## Task to complete:
Search the data below for "ObjectKind" and report how many lines contain it, with no other text.

(Stored data entries)
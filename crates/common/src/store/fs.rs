//! Directory-backed store
//!
//! ```text
//! <root>/queues/<owner>/<direction>/<channel>/<seq, zero-padded>
//! <root>/kv/<owner>/<escaped key>
//! ```
//!
//! Every write lands in a dot-prefixed temp file first and is renamed into
//! place, so readers never observe a partial item.

use std::fs;
use std::io::Write;
use std::path::{Path, PathBuf};

use uuid::Uuid;

use super::{check_key, Channel, Direction, KvStore, QueueStore, StoreError};

const SEQ_WIDTH: usize = 20;

#[derive(Debug, Clone)]
pub struct FsStore {
    root: PathBuf,
}

impl FsStore {
    pub fn open(root: impl AsRef<Path>) -> Result<Self, StoreError> {
        let root = root.as_ref().to_path_buf();
        fs::create_dir_all(root.join("queues"))?;
        fs::create_dir_all(root.join("kv"))?;
        Ok(Self { root })
    }

    pub fn root(&self) -> &Path {
        &self.root
    }

    fn queue_dir(&self, owner: &Uuid, direction: Direction, channel: Channel) -> PathBuf {
        self.root
            .join("queues")
            .join(owner.to_string())
            .join(direction.as_str())
            .join(channel.as_str())
    }

    fn kv_dir(&self, owner: &Uuid) -> PathBuf {
        self.root.join("kv").join(owner.to_string())
    }

    /// Sequence numbers present in a queue directory, ascending
    fn sequence(dir: &Path) -> Result<Vec<u64>, StoreError> {
        if !dir.exists() {
            return Ok(Vec::new());
        }
        let mut seqs = Vec::new();
        for entry in fs::read_dir(dir)? {
            let name = entry?.file_name();
            let name = name.to_string_lossy();
            if name.starts_with('.') {
                continue;
            }
            if let Ok(seq) = name.parse::<u64>() {
                seqs.push(seq);
            }
        }
        seqs.sort_unstable();
        Ok(seqs)
    }
}

fn write_atomic(dir: &Path, name: &str, bytes: &[u8]) -> Result<(), StoreError> {
    fs::create_dir_all(dir)?;
    let tmp = dir.join(format!(".{}.tmp", name));
    {
        let mut file = fs::File::create(&tmp)?;
        file.write_all(bytes)?;
        file.sync_all()?;
    }
    fs::rename(&tmp, dir.join(name))?;
    Ok(())
}

fn seq_name(seq: u64) -> String {
    format!("{:0width$}", seq, width = SEQ_WIDTH)
}

/// Keys may contain `/`; file names may not
fn escape_key(key: &str) -> String {
    let mut escaped = String::with_capacity(key.len());
    for c in key.chars() {
        match c {
            '%' => escaped.push_str("%25"),
            '/' => escaped.push_str("%2F"),
            '.' if escaped.is_empty() => escaped.push_str("%2E"),
            c => escaped.push(c),
        }
    }
    escaped
}

fn unescape_key(name: &str) -> String {
    let mut key = String::with_capacity(name.len());
    let mut rest = name;
    while let Some(pos) = rest.find('%') {
        key.push_str(&rest[..pos]);
        let escape = rest.get(pos..pos + 3);
        match escape {
            Some("%25") => key.push('%'),
            Some("%2F") => key.push('/'),
            Some("%2E") => key.push('.'),
            _ => {
                key.push('%');
                rest = &rest[pos + 1..];
                continue;
            }
        }
        rest = &rest[pos + 3..];
    }
    key.push_str(rest);
    key
}

impl QueueStore for FsStore {
    fn push(
        &self,
        owner: &Uuid,
        direction: Direction,
        channel: Channel,
        item: &[u8],
    ) -> Result<(), StoreError> {
        let dir = self.queue_dir(owner, direction, channel);
        let next = Self::sequence(&dir)?.last().map(|s| s + 1).unwrap_or(0);
        write_atomic(&dir, &seq_name(next), item)
    }

    fn pop(
        &self,
        owner: &Uuid,
        direction: Direction,
        channel: Channel,
    ) -> Result<Option<Vec<u8>>, StoreError> {
        let dir = self.queue_dir(owner, direction, channel);
        let Some(head) = Self::sequence(&dir)?.first().copied() else {
            return Ok(None);
        };
        let path = dir.join(seq_name(head));
        let bytes = fs::read(&path)?;
        fs::remove_file(&path)?;
        Ok(Some(bytes))
    }

    fn size(
        &self,
        owner: &Uuid,
        direction: Direction,
        channel: Channel,
    ) -> Result<usize, StoreError> {
        Ok(Self::sequence(&self.queue_dir(owner, direction, channel))?.len())
    }
}

impl KvStore for FsStore {
    fn get(&self, owner: &Uuid, key: &str) -> Result<Option<Vec<u8>>, StoreError> {
        check_key(key)?;
        let path = self.kv_dir(owner).join(escape_key(key));
        match fs::read(path) {
            Ok(bytes) => Ok(Some(bytes)),
            Err(e) if e.kind() == std::io::ErrorKind::NotFound => Ok(None),
            Err(e) => Err(e.into()),
        }
    }

    fn put(&self, owner: &Uuid, key: &str, value: &[u8]) -> Result<(), StoreError> {
        check_key(key)?;
        write_atomic(&self.kv_dir(owner), &escape_key(key), value)
    }

    fn delete(&self, owner: &Uuid, key: &str) -> Result<bool, StoreError> {
        check_key(key)?;
        match fs::remove_file(self.kv_dir(owner).join(escape_key(key))) {
            Ok(()) => Ok(true),
            Err(e) if e.kind() == std::io::ErrorKind::NotFound => Ok(false),
            Err(e) => Err(e.into()),
        }
    }

    fn list(&self, owner: &Uuid, prefix: &str) -> Result<Vec<String>, StoreError> {
        let dir = self.kv_dir(owner);
        if !dir.exists() {
            return Ok(Vec::new());
        }
        let mut keys = Vec::new();
        for entry in fs::read_dir(dir)? {
            let name = entry?.file_name();
            let name = name.to_string_lossy();
            if name.starts_with('.') {
                continue;
            }
            let key = unescape_key(&name);
            if key.starts_with(prefix) {
                keys.push(key);
            }
        }
        keys.sort();
        Ok(keys)
    }
}
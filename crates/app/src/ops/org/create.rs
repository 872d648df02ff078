use clap::Args;
use common::prelude::*;

use crate::state::{Role, StateError};

#[derive(Args, Debug, Clone)]
pub struct Create {
    /// Organization name
    #[arg(long)]
    pub name: String,
}

#[derive(Debug, thiserror::Error)]
pub enum CreateError {
    #[error("state error: {0}")]
    State(#[from] StateError),
    #[error("protocol error: {0}")]
    Protocol(#[from] ProtocolError),
    #[error("already a member of organization {0}")]
    AlreadyMember(uuid::Uuid),
}

impl crate::op::Op for Create {
    type Error = CreateError;
    type Output = String;

    fn execute(&self, ctx: &crate::op::OpContext) -> Result<Self::Output, Self::Error> {
        let mut state = ctx.state()?;
        state.require_role(Role::Admin)?;
        if let Some(org_id) = state.config.org_id {
            return Err(CreateError::AlreadyMember(org_id));
        }

        let admin = state.load_entity()?;
        let store = state.open_store()?;
        let org = create_organization(&self.name, &admin, store.clone(), store)?;

        state.config.org_id = Some(*org.id());
        state.save_config()?;

        Ok(format!(
            "Created organization {} (id: {}) administered by {}",
            org.entity().name(),
            org.id(),
            admin.name()
        ))
    }
}
use std::error::Error;
use std::path::PathBuf;

use crate::state::{AppState, StateError};

#[derive(Debug, Clone)]
pub struct OpContext {
    /// Optional custom state directory (defaults to ~/.tagtrust)
    pub config_path: Option<PathBuf>,
}

impl OpContext {
    pub fn new(config_path: Option<PathBuf>) -> Self {
        Self { config_path }
    }

    pub fn state(&self) -> Result<AppState, StateError> {
        AppState::load(self.config_path.clone())
    }
}

pub trait Op {
    type Error: Error + Send + Sync + 'static;
    type Output;

    fn execute(&self, ctx: &OpContext) -> Result<Self::Output, Self::Error>;
}

#[macro_export]
macro_rules! command_enum {
    ($(($variant:ident, $type:ty)),* $(,)?) => {
        #[derive(Subcommand, Debug, Clone)]
        pub enum Command {
            $($variant($type),)*
        }

        #[derive(Debug)]
        pub enum OpOutput {
            $($variant(<$type as $crate::op::Op>::Output),)*
        }

        #[derive(Debug, thiserror::Error)]
        pub enum OpError {
            $(
                #[error(transparent)]
                $variant(<$type as $crate::op::Op>::Error),
            )*
        }

        impl $crate::op::Op for Command {
            type Output = OpOutput;
            type Error = OpError;

            fn execute(&self, ctx: &$crate::op::OpContext) -> Result<Self::Output, Self::Error> {
                match self {
                    $(
                        Command::$variant(op) => {
                            op.execute(ctx)
                                .map(OpOutput::$variant)
                                .map_err(OpError::$variant)
                        },
                    )*
                }
            }
        }

        impl std::fmt::Display for OpOutput {
            fn fmt(&self, f: &mut std::fmt::Formatter<'_>) -> std::fmt::Result {
                match self {
                    $(
                        OpOutput::$variant(output) => write!(f, "{}", output),
                    )*
                }
            }
        }
    };
}
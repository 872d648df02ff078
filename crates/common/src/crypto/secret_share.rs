//! Per-recipient wrapping of a content key
//!
//! The sender generates a throwaway X25519 key, runs ECDH against the
//! recipient's encryption key and derives a key-encryption key with BLAKE3
//! over the shared point and both public keys. The content key is then
//! wrapped with AES-KW (RFC 3394). The recipient repeats the ECDH with its
//! private key.
//!
//! ```text
//! [ ephemeral public key: 32 ][ aes-kw(content key): 40 ]
//! ```

use aes_kw::KekAes256 as Kek;

use super::keys::{EncryptionPublicKey, EncryptionSecretKey, KeyError, PUBLIC_KEY_SIZE};
use super::secret::{Secret, SecretError, SECRET_SIZE};

/// AES-KW adds one 8-byte integrity block
const KW_OVERHEAD: usize = 8;
pub const SECRET_SHARE_SIZE: usize = PUBLIC_KEY_SIZE + SECRET_SIZE + KW_OVERHEAD;

const KEK_CONTEXT: &str = "tagtrust envelope recipient key-wrap v1";

#[derive(Debug, thiserror::Error)]
pub enum SecretShareError {
    #[error("share must be 72 bytes, got {got}")]
    Length { got: usize },
    #[error("key wrap failed")]
    Wrap,
    #[error("key unwrap failed")]
    Unwrap,
    #[error("key error: {0}")]
    Key(#[from] KeyError),
    #[error("secret error: {0}")]
    Secret(#[from] SecretError),
}

/// A content key wrapped for exactly one recipient
#[derive(Clone, Copy, Debug, Eq, PartialEq, Hash)]
pub struct SecretShare(pub(crate) [u8; SECRET_SHARE_SIZE]);

impl TryFrom<&[u8]> for SecretShare {
    type Error = SecretShareError;

    fn try_from(bytes: &[u8]) -> Result<Self, Self::Error> {
        bytes
            .try_into()
            .map(SecretShare)
            .map_err(|_| SecretShareError::Length { got: bytes.len() })
    }
}

fn kek_for(
    shared: &[u8; 32],
    ephemeral: &EncryptionPublicKey,
    recipient: &EncryptionPublicKey,
) -> Kek {
    let mut hasher = blake3::Hasher::new_derive_key(KEK_CONTEXT);
    hasher.update(shared);
    hasher.update(&ephemeral.to_bytes());
    hasher.update(&recipient.to_bytes());
    Kek::from(*hasher.finalize().as_bytes())
}

impl SecretShare {
    /// Wrap `secret` for the holder of `recipient`'s private key
    pub fn new(secret: &Secret, recipient: &EncryptionPublicKey) -> Result<Self, SecretShareError> {
        let ephemeral = EncryptionSecretKey::generate()?;
        let ephemeral_public = ephemeral.public();
        let shared = ephemeral.diffie_hellman(recipient);

        let wrapped = kek_for(shared.as_bytes(), &ephemeral_public, recipient)
            .wrap_vec(secret.bytes())
            .map_err(|_| SecretShareError::Wrap)?;

        let mut bytes = ephemeral_public.to_bytes().to_vec();
        bytes.extend(wrapped);
        Self::try_from(bytes.as_slice())
    }

    /// Recover the content key. Fails for any other recipient's key.
    pub fn recover(&self, recipient: &EncryptionSecretKey) -> Result<Secret, SecretShareError> {
        let (ephemeral, wrapped) = self.0.split_at(PUBLIC_KEY_SIZE);
        let mut ephemeral_bytes = [0u8; PUBLIC_KEY_SIZE];
        ephemeral_bytes.copy_from_slice(ephemeral);
        let ephemeral = EncryptionPublicKey::from(ephemeral_bytes);

        let shared = recipient.diffie_hellman(&ephemeral);
        let key = kek_for(shared.as_bytes(), &ephemeral, &recipient.public())
            .unwrap_vec(wrapped)
            .map_err(|_| SecretShareError::Unwrap)?;
        Ok(Secret::from_slice(&key)?)
    }

    pub fn bytes(&self) -> &[u8] {
        &self.0
    }
}
//! Admin invites
//!
//! The invited admin sends its public entity authenticated with an invite
//! secret. Acceptance has two steps:
//!
//! 1. admission: the admin's public record is stored and the index commit
//!    adds it and consumes the invite key. A failure here requeues the
//!    request.
//! 2. welcome: the organization's private record is re-encrypted for every
//!    admin in the index and a signed public copy of the organization is
//!    delivered to the new admin's incoming `invite` channel. The answer
//!    goes to the new admin rather than the inviting one, since the new
//!    admin is the party that runs [`complete_invite`]. A failure here is
//!    reported in [`Invited::welcome_error`] and retried with
//!    [`Context::resend_invite`].
//!
//! The private record is only re-encrypted after the index lists the new
//! admin, so a failed admission never hands out the organization's keys.

use uuid::Uuid;

use super::{keys, verify_self_signed, Context, DrainReport, ProtocolError};
use crate::entity::Entity;
use crate::envelope::{decode, kinds};
use crate::index::ObjectKind;
use crate::store::{Channel, Direction, KvStore, QueueStore};

/// An admin accepted by the organization
#[derive(Debug)]
pub struct Invited {
    pub admin: Entity,
    pub invite_key: String,
    /// Set when the admin was admitted but the welcome step failed
    pub welcome_error: Option<ProtocolError>,
}

/// Ask organization `org_id` to admit `admin`
pub fn request_invite<Q: QueueStore>(
    admin: &Entity,
    org_id: &Uuid,
    invite_id: &str,
    secret: &str,
    queue: &Q,
) -> Result<(), ProtocolError> {
    let plaintext = serde_json::to_vec(&admin.public())?;
    let envelope =
        admin.encrypt_then_authenticate(kinds::INVITE, &plaintext, &[], invite_id, secret)?;
    queue.push(org_id, Direction::Incoming, Channel::Invite, &envelope.encode()?)?;
    tracing::info!(
        "Requested invite for admin {} to {} with invite key {}",
        admin.name(),
        org_id,
        invite_id
    );
    Ok(())
}

/// Take the organization's answer off `admin`'s incoming `invite` channel
/// and open the organization
pub fn complete_invite<Q: QueueStore, K: KvStore>(
    admin: &Entity,
    queue: Q,
    kv: K,
) -> Result<Context<Q, K>, ProtocolError> {
    let bytes = queue
        .pop(admin.id(), Direction::Incoming, Channel::Invite)?
        .ok_or_else(|| ProtocolError::EmptyQueue(format!("{} invite", admin.id())))?;
    let delivered = verify_self_signed(&decode(&bytes)?)?;

    let ctx = Context::load_organization(admin, delivered.id(), queue, kv)?;
    if !ctx.entity().same_identity(&delivered) {
        return Err(ProtocolError::Rejected(format!(
            "delivered organization {} does not match the stored record",
            delivered.id()
        )));
    }
    tracing::info!(
        "Admin {} joined organization {} ({})",
        admin.name(),
        ctx.entity().name(),
        ctx.id()
    );
    Ok(ctx)
}

impl<Q: QueueStore, K: KvStore> Context<Q, K> {
    /// Accept one invite from the incoming `invite` channel
    pub fn accept_invite(&mut self) -> Result<Invited, ProtocolError> {
        let (admin, invite_key) =
            self.accept_incoming(Channel::Invite, |ctx, bytes| ctx.admit_admin(bytes))?;
        tracing::info!(
            "Admitted admin {} ({}) to {}",
            admin.name(),
            admin.id(),
            self.id()
        );

        let welcome_error = match self.welcome_admin(&admin) {
            Ok(()) => None,
            Err(e) => {
                tracing::warn!(
                    "Admin {} admitted to {} but not welcomed: {}",
                    admin.name(),
                    self.id(),
                    e
                );
                Some(e)
            }
        };
        Ok(Invited {
            admin,
            invite_key,
            welcome_error,
        })
    }

    /// Accept every invite queued at entry
    pub fn process_invites(&mut self) -> Result<DrainReport<Invited>, ProtocolError> {
        self.drain(Channel::Invite, |ctx| ctx.accept_invite())
    }

    /// Re-run the welcome step for an admitted admin
    pub fn resend_invite(&self, admin_name: &str) -> Result<Entity, ProtocolError> {
        let id = self.index.get(ObjectKind::Admin, admin_name)?;
        let admin: Entity = self.get_signed(&keys::admin(&id))?;
        self.welcome_admin(&admin)?;
        tracing::info!("Resent invite answer to admin {} ({})", admin_name, id);
        Ok(admin)
    }

    fn admit_admin(&mut self, bytes: &[u8]) -> Result<(Entity, String), ProtocolError> {
        let envelope = decode(bytes)?;
        let key_id = envelope
            .key_id()
            .ok_or_else(|| ProtocolError::Rejected("invite has no key-id".to_string()))?
            .to_string();
        let invite = self
            .index
            .invite_key(&key_id)
            .map_err(|_| ProtocolError::UnknownSecret(key_id.clone()))?
            .clone();

        let plaintext = self
            .entity
            .verify_authentication_then_decrypt(&envelope, &invite.secret)?;
        let admin: Entity = serde_json::from_slice(&plaintext)?;
        if admin.id() != envelope.source() {
            return Err(ProtocolError::Rejected(format!(
                "invite from {} carries entity {}",
                envelope.source(),
                admin.id()
            )));
        }
        let admin = admin.public();
        if self.index.contains(ObjectKind::Admin, admin.name()) {
            return Err(ProtocolError::Rejected(format!(
                "admin {} already exists",
                admin.name()
            )));
        }

        let mut index = self.index.clone();
        index.insert(ObjectKind::Admin, admin.name(), *admin.id())?;
        index.remove_invite_key(&key_id)?;

        // a public record left behind by a failed commit is overwritten on retry
        self.put_signed(&keys::admin(admin.id()), kinds::PUBLIC_ENTITY, &admin)?;
        self.commit_index(index)?;
        Ok((admin, key_id))
    }

    /// Re-encrypt the private record for every indexed admin, then answer
    /// `admin`
    fn welcome_admin(&self, admin: &Entity) -> Result<(), ProtocolError> {
        self.store_organization_record(&self.load_admins()?)?;
        let public = self.entity.sign(kinds::PUBLIC_ENTITY, &self.entity.public())?;
        self.push(admin.id(), Direction::Incoming, Channel::Invite, &public)
    }
}

#[cfg(test)]
mod test {
    use super::*;
    use crate::protocol::create_organization;
    use crate::store::MemoryStore;

    #[test]
    fn test_invite_roundtrip() {
        let store = MemoryStore::new();
        let alice = Entity::generate("alice").unwrap();
        let mut org = create_organization("acme", &alice, store.clone(), store.clone()).unwrap();
        org.add_invite_key("i1", "k1").unwrap();

        let bob = Entity::generate("bob").unwrap();
        request_invite(&bob, org.id(), "i1", "k1", &store).unwrap();
        let invited = org.accept_invite().unwrap();
        assert_eq!(invited.admin, bob.public());
        assert!(invited.welcome_error.is_none());
        assert!(org.index().invite_key("i1").is_err());

        let joined = complete_invite(&bob, store.clone(), store.clone()).unwrap();
        assert_eq!(joined.entity(), org.entity());
        assert_eq!(joined.load_admins().unwrap().len(), 2);
    }

    #[test]
    fn test_wrong_invite_secret_is_requeued() {
        let store = MemoryStore::new();
        let alice = Entity::generate("alice").unwrap();
        let mut org = create_organization("acme", &alice, store.clone(), store.clone()).unwrap();
        org.add_invite_key("i1", "k1").unwrap();

        let bob = Entity::generate("bob").unwrap();
        request_invite(&bob, org.id(), "i1", "wrong", &store).unwrap();
        let err = org.accept_invite().unwrap_err();
        assert!(matches!(
            err,
            ProtocolError::Requeued(ref inner)
                if matches!(**inner, ProtocolError::Entity(crate::entity::EntityError::AuthenticationFailed))
        ));
        assert_eq!(
            store
                .size(org.id(), Direction::Incoming, Channel::Invite)
                .unwrap(),
            1
        );
        assert!(!org.index().contains(ObjectKind::Admin, "bob"));
        assert!(matches!(
            complete_invite(&bob, store.clone(), store.clone()),
            Err(ProtocolError::EmptyQueue(_))
        ));
    }

    #[test]
    fn test_duplicate_admin_name_is_requeued() {
        let store = MemoryStore::new();
        let alice = Entity::generate("alice").unwrap();
        let mut org = create_organization("acme", &alice, store.clone(), store.clone()).unwrap();
        org.add_invite_key("i1", "k1").unwrap();

        let imposter = Entity::generate("alice").unwrap();
        request_invite(&imposter, org.id(), "i1", "k1", &store).unwrap();
        let report = org.process_invites().unwrap();
        assert!(report.accepted.is_empty());
        assert!(matches!(report.requeued[0], ProtocolError::Rejected(_)));
        assert!(org.index().invite_key("i1").is_ok());
    }
}
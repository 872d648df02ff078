use clap::{Args, Subcommand};

pub mod complete_invite;
pub mod request_invite;

use crate::op::Op;

crate::command_enum! {
    (RequestInvite, request_invite::RequestInvite),
    (CompleteInvite, complete_invite::CompleteInvite),
}

pub type AdminCommand = Command;

/// Joining an organization as an additional admin
#[derive(Args, Debug, Clone)]
pub struct Admin {
    #[command(subcommand)]
    pub command: AdminCommand,
}

impl Op for Admin {
    type Error = OpError;
    type Output = OpOutput;

    fn execute(&self, ctx: &crate::op::OpContext) -> Result<Self::Output, Self::Error> {
        self.command.execute(ctx)
    }
}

## Final answer:
5